= Aim of the exercise =
What appears from the first line of the data below through the line containing "pub struct OperationDispatcher", both included, should be copied exactly, and nothing else.

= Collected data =
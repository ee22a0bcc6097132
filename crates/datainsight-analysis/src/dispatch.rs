//! Operation dispatch
//!
//! [`OperationDispatcher`] is a registry from [`OperationKind`] to a handler
//! function. It is built once at startup and only read afterwards; adding an
//! operation is a [`OperationDispatcher::register`] call, not a new branch.

use crate::handlers;
use crate::result::ComputationResult;
use datainsight_interpret::{ChartKind, OperationKind, ResolvedOperation};
use datainsight_table::{Column, Table};
use std::collections::HashMap;

/// A pure computation over resolved columns (in request order).
pub type Handler = fn(&Table, &[&Column], &ResolvedOperation) -> ComputationResult;

#[derive(Debug, thiserror::Error, PartialEq, Eq)]
pub enum DispatchError {
    #[error("no handler registered for `{0}`")]
    NoHandler(OperationKind),
    #[error("column `{0}` is not in the table")]
    MissingColumn(String),
}

#[derive(Clone, Default)]
pub struct OperationDispatcher {
    handlers: HashMap<OperationKind, Handler>,
}

impl OperationDispatcher {
    /// Create an empty registry.
    pub fn new() -> Self {
        Self {
            handlers: HashMap::new(),
        }
    }

    /// Registry with a handler for every enumerated operation.
    pub fn with_defaults() -> Self {
        let mut registry = Self::new();
        registry.register(OperationKind::Correlation, handlers::correlation);
        registry.register(OperationKind::Regression, handlers::regression);
        registry.register(OperationKind::Quantiles, handlers::quantiles);
        registry.register(OperationKind::SummaryStats, handlers::summary_stats);
        registry.register(OperationKind::Visualize(ChartKind::Bar), handlers::bar_chart);
        registry.register(OperationKind::Visualize(ChartKind::Line), handlers::line_chart);
        registry.register(OperationKind::Visualize(ChartKind::Scatter), handlers::scatter_chart);
        registry.register(OperationKind::Visualize(ChartKind::Hist), handlers::histogram);
        registry
    }

    /// Register (or replace) the handler for `kind`.
    pub fn register(&mut self, kind: OperationKind, handler: Handler) -> Option<Handler> {
        self.handlers.insert(kind, handler)
    }

    pub fn contains(&self, kind: OperationKind) -> bool {
        self.handlers.contains_key(&kind)
    }

    pub fn len(&self) -> usize {
        self.handlers.len()
    }

    pub fn is_empty(&self) -> bool {
        self.handlers.is_empty()
    }

    pub fn dispatch(&self, table: &Table, op: &ResolvedOperation) -> Result<ComputationResult, DispatchError> {
        let handler = self
            .handlers
            .get(&op.operation)
            .ok_or(DispatchError::NoHandler(op.operation))?;
        let columns = op
            .columns
            .iter()
            .map(|c| {
                table
                    .column(&c.name)
                    .ok_or_else(|| DispatchError::MissingColumn(c.name.clone()))
            })
            .collect::<Result<Vec<_>, _>>()?;

        let result = handler(table, &columns, op);
        tracing::debug!(
            operation = %op.operation,
            insufficient = result.is_insufficient(),
            "operation computed"
        );
        Ok(result)
    }
}

impl std::fmt::Debug for OperationDispatcher {
    fn fmt(&self, f: &mut std::fmt::Formatter<'_>) -> std::fmt::Result {
        let mut kinds: Vec<&OperationKind> = self.handlers.keys().collect();
        kinds.sort();
        f.debug_struct("OperationDispatcher").field("operations", &kinds).finish()
    }
}

// ============================================================================
// Tests
// ============================================================================

#[cfg(test)]
mod tests {
    use super::*;
    use crate::result::{ColumnSummary, Outcome, Payload, Series};
    use approx::assert_relative_eq;
    use datainsight_interpret::{CorrelationMethod, OperationParams, ResolvedColumn};
    use datainsight_table::{Cell, ColumnType};

    fn num(name: &str, values: &[Option<f64>]) -> Column {
        Column::new(
            name,
            values
                .iter()
                .map(|v| v.map(Cell::Number).unwrap_or(Cell::Null))
                .collect(),
        )
    }

    fn text(name: &str, values: &[&str]) -> Column {
        Column::new(name, values.iter().map(|v| Cell::from_raw(v)).collect())
    }

    fn table() -> Table {
        Table::new(vec![
            num("x", &[Some(1.0), Some(2.0), Some(3.0), Some(4.0)]),
            num("y", &[Some(2.0), Some(4.1), Some(5.9), Some(8.0)]),
            num("sparse", &[Some(1.0), None, None, None]),
            text("region", &["n", "s", "n", "e"]),
            text("day", &["2024-01-03", "2024-01-01", "2024-01-02", "2024-01-04"]),
        ])
        .unwrap()
    }

    fn op(kind: OperationKind, columns: &[(&str, ColumnType)]) -> ResolvedOperation {
        ResolvedOperation {
            operation: kind,
            columns: columns
                .iter()
                .map(|(name, dtype)| ResolvedColumn {
                    name: name.to_string(),
                    dtype: *dtype,
                })
                .collect(),
            params: OperationParams {
                method: CorrelationMethod::Pearson,
                quantiles: vec![0.25, 0.5, 0.75],
                bins: 2,
                top: 10,
            },
        }
    }

    const N: ColumnType = ColumnType::Numeric;
    const C: ColumnType = ColumnType::Categorical;

    #[test]
    fn test_registry_covers_every_operation() {
        let dispatcher = OperationDispatcher::with_defaults();
        for kind in OperationKind::ALL {
            assert!(dispatcher.contains(kind), "missing handler for {kind}");
        }
        assert_eq!(dispatcher.len(), OperationKind::ALL.len());
    }

    #[test]
    fn test_empty_registry_reports_missing_handler() {
        let err = OperationDispatcher::new()
            .dispatch(&table(), &op(OperationKind::Quantiles, &[("x", N)]))
            .unwrap_err();
        assert_eq!(err, DispatchError::NoHandler(OperationKind::Quantiles));
    }

    #[test]
    fn test_correlation() {
        let result = OperationDispatcher::with_defaults()
            .dispatch(&table(), &op(OperationKind::Correlation, &[("x", N), ("y", N)]))
            .unwrap();
        let Payload::Correlation { coefficient, n, .. } = result.payload else {
            panic!("expected correlation payload");
        };
        assert!(coefficient > 0.99 && coefficient <= 1.0);
        assert_eq!(n, 4);
        assert!(result.narrative_hint.unwrap().contains("strong positive"));
    }

    #[test]
    fn test_regression_insufficient_data() {
        let result = OperationDispatcher::with_defaults()
            .dispatch(&table(), &op(OperationKind::Regression, &[("sparse", N), ("y", N)]))
            .unwrap();
        assert!(result.is_insufficient());
        assert_eq!(result.payload, Payload::Empty);
        assert!(matches!(result.outcome, Outcome::InsufficientData { ref reason } if reason.contains("only 1 row")));
    }

    #[test]
    fn test_regression_equation() {
        let result = OperationDispatcher::with_defaults()
            .dispatch(&table(), &op(OperationKind::Regression, &[("x", N), ("y", N)]))
            .unwrap();
        let Payload::Regression { slope, r_squared, ref equation, .. } = result.payload else {
            panic!("expected regression payload");
        };
        assert_relative_eq!(slope, 1.98, epsilon = 1e-9);
        assert!(r_squared > 0.99);
        assert!(equation.starts_with("y = 1.98·x"));
    }

    #[test]
    fn test_extreme_magnitudes_are_not_reported_as_constant() {
        let table = Table::new(vec![
            num("big", &[Some(1e200), Some(2e200), Some(3e200), Some(4e200)]),
            num("bigger", &[Some(2e200), Some(4e200), Some(6e200), Some(8e200)]),
            num("tiny", &[Some(1e-300), Some(2e-300), Some(3e-300), Some(4e-300)]),
            num("flat", &[Some(5.0), Some(5.0), Some(5.0), Some(5.0)]),
        ])
        .unwrap();
        let dispatcher = OperationDispatcher::with_defaults();

        let result = dispatcher
            .dispatch(&table, &op(OperationKind::Correlation, &[("big", N), ("bigger", N)]))
            .unwrap();
        let Payload::Correlation { coefficient, .. } = result.payload else {
            panic!("expected correlation payload");
        };
        assert_relative_eq!(coefficient, 1.0, epsilon = 1e-12);

        let result = dispatcher
            .dispatch(&table, &op(OperationKind::Regression, &[("tiny", N), ("big", N)]))
            .unwrap();
        assert!(matches!(
            result.outcome,
            Outcome::InsufficientData { ref reason } if reason.contains("without overflow") && !reason.contains("does not vary")
        ));

        let result = dispatcher
            .dispatch(&table, &op(OperationKind::Correlation, &[("big", N), ("flat", N)]))
            .unwrap();
        assert!(matches!(
            result.outcome,
            Outcome::InsufficientData { ref reason } if reason == "`flat` does not vary across the paired rows"
        ));
    }

    #[test]
    fn test_quantiles_payload() {
        let result = OperationDispatcher::with_defaults()
            .dispatch(&table(), &op(OperationKind::Quantiles, &[("x", N)]))
            .unwrap();
        let Payload::Quantiles { columns } = result.payload else {
            panic!("expected quantiles payload");
        };
        let values: Vec<f64> = columns[0].values.iter().map(|v| v.value).collect();
        assert_eq!(values, vec![1.75, 2.5, 3.25]);
    }

    #[test]
    fn test_summary_mixes_numeric_and_counts() {
        let result = OperationDispatcher::with_defaults()
            .dispatch(&table(), &op(OperationKind::SummaryStats, &[("x", N), ("region", C)]))
            .unwrap();
        let Payload::Summary { rows, columns } = result.payload else {
            panic!("expected summary payload");
        };
        assert_eq!(rows, 4);
        assert!(matches!(columns[0], ColumnSummary::Numeric { count: 4, .. }));
        match &columns[1] {
            ColumnSummary::Counts { distinct, top, .. } => {
                assert_eq!(*distinct, 3);
                assert_eq!(top[0], ("n".to_string(), 2));
            }
            other => panic!("unexpected summary {other:?}"),
        }
    }

    #[test]
    fn test_bar_chart_group_means() {
        let result = OperationDispatcher::with_defaults()
            .dispatch(
                &table(),
                &op(OperationKind::Visualize(ChartKind::Bar), &[("region", C), ("x", N)]),
            )
            .unwrap();
        let data = result.chart_data().unwrap();
        assert_eq!(
            data.x,
            Series::Labels(vec!["e".to_string(), "n".to_string(), "s".to_string()])
        );
        assert_eq!(data.y, vec![4.0, 2.0, 2.0]);
        assert_eq!(data.y_measure, "mean");
    }

    #[test]
    fn test_line_chart_sorts_dates() {
        let result = OperationDispatcher::with_defaults()
            .dispatch(
                &table(),
                &op(
                    OperationKind::Visualize(ChartKind::Line),
                    &[("day", ColumnType::Datetime), ("x", N)],
                ),
            )
            .unwrap();
        let data = result.chart_data().unwrap();
        assert_eq!(data.x_column, "day");
        assert_eq!(data.y, vec![2.0, 3.0, 1.0, 4.0]);
    }

    #[test]
    fn test_histogram_bins() {
        let result = OperationDispatcher::with_defaults()
            .dispatch(&table(), &op(OperationKind::Visualize(ChartKind::Hist), &[("x", N)]))
            .unwrap();
        let data = result.chart_data().unwrap();
        assert_eq!(data.x.len(), 2);
        assert_eq!(data.y.iter().sum::<f64>(), 4.0);
    }

    #[test]
    fn test_missing_column() {
        let err = OperationDispatcher::with_defaults()
            .dispatch(&table(), &op(OperationKind::Quantiles, &[("nope", N)]))
            .unwrap_err();
        assert_eq!(err, DispatchError::MissingColumn("nope".to_string()));
    }
}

= Answer box =
repository ee22a0bcc6097132
filename crates/datainsight-analysis/src/dispatch.rs
//! Operation dispatch
//!
//! [`OperationDispatcher`] is a registry from [`OperationKind`] to a handler
//! function. It is built once at startup and only read afterwards; adding an
//! operation is a [`OperationDispatcher::register`] call, not a new branch.

use crate::handlers;
use crate::result::ComputationResult;
use datainsight_interpret::{ChartKind, OperationKind, ResolvedOperation};
use datainsight_table::{Column, Table};
use std::collections::HashMap;

/// A pure computation over resolved columns (in request order).
pub type Handler = fn(&Table, &[&Column], &ResolvedOperation) -> ComputationResult;

#[derive(Debug, thiserror::Error, PartialEq, Eq)]
pub enum DispatchError {
    #[error("no handler registered for `{0}`")]
    NoHandler(OperationKind),
    #[error("column `{0}` is not in the table")]
    MissingColumn(String),
}

#[derive(Clone, Default)]
pub struct OperationDispatcher {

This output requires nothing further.